ACE Ordering, Deadlocks & Bottlenecks

Deep dive into how the Interconnect manages transaction sequences and prevents system freezes.

1. Transaction Sequencing

In a multi-core system, multiple masters can target the same cache line simultaneously. The **Interconnect** acts as the arbiter, deciding the "canonical" order of these transactions.

  • Snoop Before Response: If a master receives a snoop *before* the response to its own request for the same line, the snoop is ordered first. The master must process the snoop as if its request hasn't happened yet.
  • Response Before Snoop: If the master gets the response first, its transaction is ordered first. Any subsequent snoop is handled according to the new state of the line.

2. Deadlock Scenarios

Deadlocks usually occur due to Circular Dependencies between channels. Common causes in ACE:

Scenario The "Dead" Lock Prevention
Buffer Full Master waits for AR response. Interconnect sends AC (Snoop). Master's AC buffer is full because it's waiting for AR data to clear space. Master must always be able to accept AC snoop, even if AR/AW are pending.
Circular Handshake Interconnect waits for ACREADY to drive ACVALID. Master waits for ACVALID to clear its internal state and accept other requests. Protocol Rule: ACVALID must never depend on ACREADY.
RACK/WACK Stall Interconnect waits for RACK to finish a transaction, but master stalls RACK waiting for another snoop to complete. RACK/WACK must be generated solely based on channel handshakes, with no internal stalls.

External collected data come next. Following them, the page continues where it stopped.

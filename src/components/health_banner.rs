//! Backend Health Banner
//!
//! Polls the health monitor on a fixed interval and renders a dismissible
//! warning while the backend is unreachable. Renders nothing at all while
//! the last-known status is available.

use std::time::Duration;

use chrono::{DateTime, Utc};
use dioxus::prelude::*;

use crate::context::use_health_monitor;

/// How often the banner re-checks backend health. A policy choice, not an
/// invariant; tune freely.
pub const HEALTH_POLL_INTERVAL: Duration = Duration::from_secs(30);

/// Properties for the HealthBanner component
#[derive(Clone, PartialEq, Props)]
pub struct HealthBannerProps {
    /// When supplied, a dismiss control is rendered and invokes this handler
    #[props(default)]
    pub on_dismiss: Option<EventHandler<()>>,
}

/// Backend availability warning.
///
/// Checks once on mount, then every [`HEALTH_POLL_INTERVAL`] until unmount;
/// the poll task is scoped to the component, so teardown cancels it. The
/// manual retry is disabled while any check is in flight; an in-flight
/// probe is never cancelled, just never duplicated.
#[component]
pub fn HealthBanner(props: HealthBannerProps) -> Element {
    let monitor = use_health_monitor();
    let mut status = use_signal({
        let monitor = monitor.clone();
        move || monitor.current_status()
    });
    let mut checking = use_signal(|| false);
    let mut expanded = use_signal(|| false);

    // Initial check plus the poll loop
    {
        let monitor = monitor.clone();
        use_effect(move || {
            let monitor = monitor.clone();
            spawn(async move {
                loop {
                    checking.set(true);
                    let latest = monitor.check_backend_health().await;
                    status.set(latest);
                    checking.set(false);
                    tokio::time::sleep(HEALTH_POLL_INTERVAL).await;
                }
            });
        });
    }

    let retry = {
        let monitor = monitor.clone();
        move |_| {
            if checking() {
                return;
            }
            checking.set(true);
            let monitor = monitor.clone();
            spawn(async move {
                let latest = monitor.check_backend_health().await;
                status.set(latest);
                checking.set(false);
            });
        }
    };

    let current = status();
    if current.available {
        return rsx! {};
    }

    let base_url = monitor.base_url().to_string();

    rsx! {
        div { class: "health-banner", role: "alert",
            div { class: "health-banner-row",
                span { class: "health-banner-icon", "\u{26A0}" }
                span { class: "health-banner-text",
                    "backend unreachable, generation and profile sync are unavailable"
                }

                button {
                    class: "btn-compact",
                    disabled: checking(),
                    onclick: retry,
                    if checking() {
                        "checking..."
                    } else {
                        "Retry"
                    }
                }

                button {
                    class: "btn-compact",
                    onclick: move |_| expanded.set(!expanded()),
                    if expanded() {
                        "hide details"
                    } else {
                        "details"
                    }
                }

                if let Some(dismiss) = props.on_dismiss {
                    button {
                        class: "icon-btn",
                        "aria-label": "Dismiss",
                        onclick: move |_| dismiss.call(()),
                        "\u{00D7}"
                    }
                }
            }

            if expanded() {
                div { class: "health-banner-details",
                    div { class: "detail-row",
                        span { class: "detail-label", "last checked" }
                        span { class: "detail-value", "{format_checked_at(&current.last_checked)}" }
                    }
                    if let Some(error) = &current.error {
                        div { class: "detail-row",
                            span { class: "detail-label", "last error" }
                            span { class: "detail-value", "{error}" }
                        }
                    }
                    div { class: "detail-row",
                        span { class: "detail-label", "expected backend" }
                        span { class: "detail-value", "{base_url}" }
                    }
                }
            }
        }
    }
}

/// Compact UTC timestamp for the detail panel.
fn format_checked_at(checked_at: &DateTime<Utc>) -> String {
    checked_at.format("%H:%M:%S UTC").to_string()
}

#[cfg(test)]
mod tests {
    use super::*;
    use chrono::TimeZone;

    #[test]
    fn test_format_checked_at() {
        let ts = Utc.with_ymd_and_hms(2025, 3, 14, 9, 26, 53).unwrap();
        assert_eq!(format_checked_at(&ts), "09:26:53 UTC");
    }

    #[test]
    fn test_poll_interval_is_thirty_seconds() {
        assert_eq!(HEALTH_POLL_INTERVAL, Duration::from_secs(30));
    }
}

3. Integration Bottlenecks

Even if the system doesn't deadlock, it can slow down significantly due to these bottlenecks:

  • Snoop Multiplication: One request from a master can trigger 3-4 snoop transactions to other cores. In a 16-core system, this can flood theAC channel.
  • Snoop Filter Latency: If the Interconnect uses a snoop filter (to avoid snooping everyone), the filter lookup time adds latency to every coherent transaction.
  • Serialization Point: All transactions to the same line must be serialized at the Interconnect. This "chokepoint" limits the throughput for hot memory locations (like locks or semi-global variables).

4. Livelocks

A livelock happens when cores keep retrying transactions but never make progress. In ACE, this can happen if two cores keep trying to get Unique access (MakeUnique) to the same line, repeatedly invalidating each other's work before it's completed. Most ACE masters implement a "Back-off" or "Starvation Counter" to solve this.